Trump Is Using a White Nationalist Conspiracy Theory to Inform Policy

President Trump hasn’t paid much mind to problems in Africa since taking office. Earlier this year he made an offhand remark about the continent’s “shithole countries,” but that’s about it. The comment, which came during an Oval Office meeting about protections for immigrants, renewed debate about the president’s white nationalism, which has grown harder and harder to ignore since he wondered in January why the United States can’t just accept more immigrants from countries like Norway. Trump fueled the flames last night when he once again invoked Africa, this time in service of a white nationalist conspiracy theory.
I have asked Secretary of State @SecPompeo to closely study the South Africa land and farm seizures and expropriations and the large scale killing of farmers. “South African Government is now seizing land from white farmers.” @TuckerCarlson @FoxNews
— Donald J. Trump (@realDonaldTrump) August 23, 2018
The tweet came less than two hours after Fox News host Tucker Carlson criticized the State Department for not doing enough to prevent the “racist” South African government from taking land from the country’s white farmers.
Tucker Carlson fearmongers about land reform in South Africa: https://t.co/DsSeOAga1Y pic.twitter.com/UEmeh3VswQ
— Media Matters (@mmfa) August 23, 2018
What Carlson described is a pet issue for white nationalists. As is the case with most everything Trump opines on, it’s far more complicated than he realizes. During apartheid, black South Africans were restricted from owning land in much of the country. When apartheid ended in 1994, white South Africans still owned the vast majority of the country’s land despite representing only a fraction of the population. This is still the case, and various land-reform measures have either failed or are progressing too slowly to make a difference. In an attempt to remedy the situation, the ruling African National Congress has changed the country’s constitution to allow the government to legally seize land. Although this has yet to happen, the move has been a source of controversy.
The “large scale killing of farmers” is a conspiracy theory pushed by white supremacists who want to believe a white genocide is underway in South Africa. The theory has been propagated internationally by a white-rights group called AfriForum, which once described apartheid as a “so-called” injustice. In May, the group visited Washington to meet with the U.S. Agency for International Development and the staff of Sen. Ted Cruz (R-TX), and pose for a picture with national-security adviser John Bolton. Though violent crime is a widespread issue in South Africa, AfriForum has singled out attacks on white farmers as racially motivated. The issue has gained traction on white nationalist forums in the United States.

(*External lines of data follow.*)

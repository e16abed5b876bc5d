//! One-shot status messages carried in their own encrypted cookie.

use axum_extra::extract::cookie::PrivateCookieJar;
use tracing::error;

use crate::types::Flash;

/// Pending messages stored under `name`, oldest first.
pub fn pending(jar: &PrivateCookieJar, name: &str) -> Vec<Flash> {
    jar.get(name)
        .and_then(|cookie| serde_json::from_str::<Vec<Flash>>(cookie.value()).ok())
        .unwrap_or_default()
}

/// Serialize the queue for storage. `None` means the queue could not be encoded.
pub fn encode(flashes: &[Flash]) -> Option<String> {
    match serde_json::to_string(flashes) {
        Ok(value) => Some(value),
        Err(e) => {
            error!(error = %e, "failed to encode flash messages");
            None
        }
    }
}
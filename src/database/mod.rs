pub mod catalog;
pub mod connector;
pub mod error;
pub mod guard;
pub mod query_builder;

pub use catalog::{Catalog, MySqlCatalog, ResultSet, Row};
pub use connector::{Connector, Credentials, MySqlConnector};
pub use error::DatabaseError;
pub use guard::{sanitize_search, validate_table_name, TableName};
pub use query_builder::{QueryBuilder, SqlStatement};
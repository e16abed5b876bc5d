use axum::response::Response;
use tracing::info;

use crate::handlers::redirect_with;
use crate::middleware::CookieSession;
use crate::types::Flash;

/// GET /logout - drop the stored credentials and return to the login page.
pub async fn logout(session: CookieSession) -> Response {
    if let Some(credentials) = session.credentials() {
        info!(user = %credentials.username, "logged out");
    }
    redirect_with(session.sign_out(), Flash::info("Session closed"), "/login")
}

https://twitter.com/willcarless/status/1032483405173321728
As Will Sommer of The Daily Beast notes, the right-wing extremists who have been crowing online about white genocide in South Africa will interpret Trump’s tweet “as another thumbs-up from the president.”
Following the president’s Wednesday night tweet, a spokesperson for South African President Cyril Ramaphosa called Trump “misinformed” while noting that they plan to seek clarification from the American embassy in Pretoria, the nation’s capital. The South African government replied on Twitter that it rejects Trump’s “narrow perception” of the issue.
South Africa totally rejects this narrow perception which only seeks to divide our nation and reminds us of our colonial past. #landexpropriation @realDonaldTrump @PresidencyZA
— South African Government (@GovernmentZA) August 23, 2018
Over the past year, in particular, Carlson has regularly engaged with xenophobia during his broadcasts. The terror of demographic change is a recurring theme of his show (“How would you feel if that happened in your neighborhood?” he asked in July), and he routinely dredges up white nationalist talking points, broadcasting them to millions of Americans, including the president, who appears to hold what he sees on Fox News in equal standing to his daily intelligence briefings. The network continues to carry his water.
The president’s loyalty to Fox News is frightening, but it could also be his undoing. In an interview with the network that aired Thursday morning, Trump maintained that nothing about the pre-election hush money was criminal, even going so far as to implicate himself by saying that the money came from him personally. Unfortunately for Trump, the Justice Department doesn’t operate based on the opinions of cable-news pundits, who have gone into overdrive trying to downplay the president’s criminality since Michael Cohen’s Tuesday afternoon guilty plea. Fortunately for Trump, he likely can’t be indicted as a sitting president, but if the Democrats take control of the government in November and move to impeach him, mind-melding with Judge Jeanine and Dan Bongino could come back to haunt him. In the meantime, Trump and fearmongering pundits like Carlson will continue to rub sticks together, hoping to heat up any issue beyond the Russia investigation.